There's been a brief hiatus in my Clojure week. Mostly due to me being knackered after some hardcore work days. In the last instalment I got my basic VimClojure environment set up. After that particular mission Day One’s excercises seemed almost trivial. I expect things to become more difficult in the next couple of sessions of course.
bigstr.clj
Implement a function called (big st n) that returns true if a string st is longer that n characters.
Believe it or not I did this the old skool way whilst I was in St Ann’s café, up in the Malvern hills. That’s right, on a bit of paper. I was rather smug when I typed it in and it worked first time, trivial though it is.(defn big [st n] (< n (count st)))
Brill, the Lisp syntax does what you would expect if you’ve ever had a crack at writing any Lisp code.Clojure
user=> (big "charlie" 3)
true
user=> (big "charlie" 8)
false
user=>
collection-type.clj
Write a function called (collection-type col) that returns :list, :map, or :vector based on the type of collection col.

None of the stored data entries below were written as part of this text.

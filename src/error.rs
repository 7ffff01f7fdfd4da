//! Error types for background mode operations
//!
//! None of these reach the client except `Dispatch`. Everything else is
//! turned into a `Failure` event by the controller.

use thiserror::Error;

/// Errors raised inside the controller and its collaborators
#[derive(Debug, Clone, Error, PartialEq, Eq)]
pub enum BackgroundError {
    /// Settings were malformed or could not be applied
    #[error("{0}")]
    Configuration(String),

    /// The worker could not be bound or started
    #[error("{0}")]
    ServiceBind(String),

    /// The worker could not be unbound or stopped
    #[error("{0}")]
    ServiceUnbind(String),

    /// Unknown command name
    #[error("Invalid action: {0}")]
    Dispatch(String),

    /// The platform's connection callback failed
    #[error("{0}")]
    Callback(String),

    /// A task could not be posted to the host's main thread
    #[error("main thread unavailable: {0}")]
    MainThread(String),

    /// The host's display cleanup hook failed
    #[error("{0}")]
    HostChrome(String),
}

pub type Result<T> = std::result::Result<T, BackgroundError>;
//! Android-specific implementation using Tauri's mobile plugin system

use background_mode::Settings;
use serde::{Deserialize, Serialize};
use tauri::{plugin::PluginHandle, AppHandle, Manager, Runtime};

/// Wrapper type for the background mode plugin handle
/// This ensures we get the correct plugin handle from app state
pub struct BackgroundModeHandle<R: Runtime>(pub PluginHandle<R>);

/// Empty response for commands that return JSObject() from Kotlin
#[derive(Deserialize)]
struct EmptyResponse {}

/// Arguments carrying notification settings
#[derive(Serialize)]
struct SettingsArgs<'a> {
    settings: &'a Settings,
}

fn run<R: Runtime, A: Serialize>(app: &AppHandle<R>, method: &str, args: A) -> Result<(), String> {
    let handle = app
        .try_state::<BackgroundModeHandle<R>>()
        .ok_or("Background mode plugin not initialized")?;

    let _: EmptyResponse = handle
        .0
        .run_mobile_plugin(method, args)
        .map_err(|e| format!("{} failed: {}", method, e))?;

    Ok(())
}

/// Bind and start the foreground service
pub fn bind_service<R: Runtime>(app: &AppHandle<R>, settings: &Settings) -> Result<(), String> {
    run(app, "bindService", SettingsArgs { settings })
}

/// Push new notification settings to the running service
pub fn update_notification<R: Runtime>(
    app: &AppHandle<R>,
    settings: &Settings,
) -> Result<(), String> {
    run(app, "updateNotification", SettingsArgs { settings })
}

/// Unbind and stop the foreground service
pub fn unbind_service<R: Runtime>(app: &AppHandle<R>) -> Result<(), String> {
    run(app, "unbindService", ())
}

/// Clear the keyguard and screen-on window flags
pub fn clear_keyguard_flags<R: Runtime>(app: &AppHandle<R>) -> Result<(), String> {
    run(app, "clearKeyguardFlags", ())
}
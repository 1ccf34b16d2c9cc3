//! Traits implemented by application code to bind a Rust type to a schema.
//!
//! A marshaller is registered once in a
//! [`SerializationContext`](crate::SerializationContext) and shared by every
//! marshalling call; it must not keep per-call state. Three flavours exist:
//!
//! - [`MessageMarshaller`] drives a field-by-field traversal through a
//!   validating [`ProtoStreamWriter`] / [`ProtoStreamReader`].
//! - [`EnumMarshaller`] maps enum values to and from their wire numbers.
//! - [`RawProtobufMarshaller`] takes over the raw stream for custom encodings.

use crate::error::Result;
use crate::stream::{ProtoStreamReader, ProtoStreamWriter};
use crate::wire::RawProtoStreamReader;

/// Schema-driven marshaller for a message type.
///
/// # Example
///
/// ```ignore
/// struct UserMarshaller;
///
/// impl MessageMarshaller for UserMarshaller {
///     type Target = User;
///
///     fn type_name(&self) -> &str {
///         "sample.User"
///     }
///
///     fn write_to(&self, writer: &mut ProtoStreamWriter<'_>, user: &User) -> Result<()> {
///         writer.write_int("id", user.id)?;
///         writer.write_string("name", user.name.as_deref())
///     }
///
///     fn read_from(&self, reader: &mut ProtoStreamReader<'_>) -> Result<User> {
///         Ok(User {
///             id: reader.read_int("id")?.unwrap_or_default(),
///             name: reader.read_string("name")?,
///         })
///     }
/// }
/// ```
pub trait MessageMarshaller: Send + Sync + 'static {
    /// The Rust type this marshaller handles.
    type Target: Send + 'static;

    /// Returns the fully qualified name of the message type.
    fn type_name(&self) -> &str;

    /// Writes the fields of `value`.
    fn write_to(&self, writer: &mut ProtoStreamWriter<'_>, value: &Self::Target) -> Result<()>;

    /// Reads the fields of a value.
    fn read_from(&self, reader: &mut ProtoStreamReader<'_>) -> Result<Self::Target>;
}

/// Marshaller for an enum type.
pub trait EnumMarshaller: Send + Sync + 'static {
    /// The Rust type this marshaller handles.
    type Target: Send + 'static;

    /// Returns the fully qualified name of the enum type.
    fn type_name(&self) -> &str;

    /// Returns the wire number of `value`.
    fn encode(&self, value: &Self::Target) -> i32;

    /// Returns the value for a wire number, or `None` if it is unknown.
    fn decode(&self, number: i32) -> Option<Self::Target>;
}

/// Marshaller that reads and writes the raw stream directly.
///
/// Writes go to [`ProtoStreamWriter::raw_output`]; reads consume `input`,
/// which is bounded to the value being decoded.
pub trait RawProtobufMarshaller: Send + Sync + 'static {
    /// The Rust type this marshaller handles.
    type Target: Send + 'static;

    /// Returns the fully qualified name of the type.
    fn type_name(&self) -> &str;

    /// Encodes `value`.
    fn write_to(&self, writer: &mut ProtoStreamWriter<'_>, value: &Self::Target) -> Result<()>;

    /// Decodes a value from `input`.
    fn read_from<'a>(
        &self,
        reader: &mut ProtoStreamReader<'a>,
        input: &mut RawProtoStreamReader<'a>,
    ) -> Result<Self::Target>;
}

This one I didn’t do on paper. But it did teach me how to use cond. I added a test for unknown collections. If the people using my code are anything like me they will probably call it with the wrong type at some point. Returning :unknown_type seems polite as well as practical. Perhaps the correct way would be to throw some sort of an exception. I guess I shall find that out in the next couple of sessions.(defn collection-type [col]
( cond
(map? col) :map
(list? col) :list
(vector? col) :vector
:else :unknown_collection_type
)
)
Just some quick tests to verify that the function works as expected.Clojure
user=> (collection-type {:a "review", :b "blog", :c "current news", :d "diary"})
:map
user=> (collection-type '("review","blog","current news","diary"))
:list
user=> (collection-type ["review" "blog" "current news" "diary"])
:vector
user=> (collection-type "earwig")
:unknown_collection_type
user=>
First impressions of Clojure
Clojure seems like a reasonably well implemented Lisp. I have always struggled with the profusion of brackets in dear old Lisp, but otherwise its rather nice to write. I must confess that the VimClojure setup was a bit of a challenge, but now its done, developing programs is a breeze. I’m pretty undecided on Clojure so far — I guess I need to write something non-trivial to get a sense of how it feels to use it. Of which more in the next installment.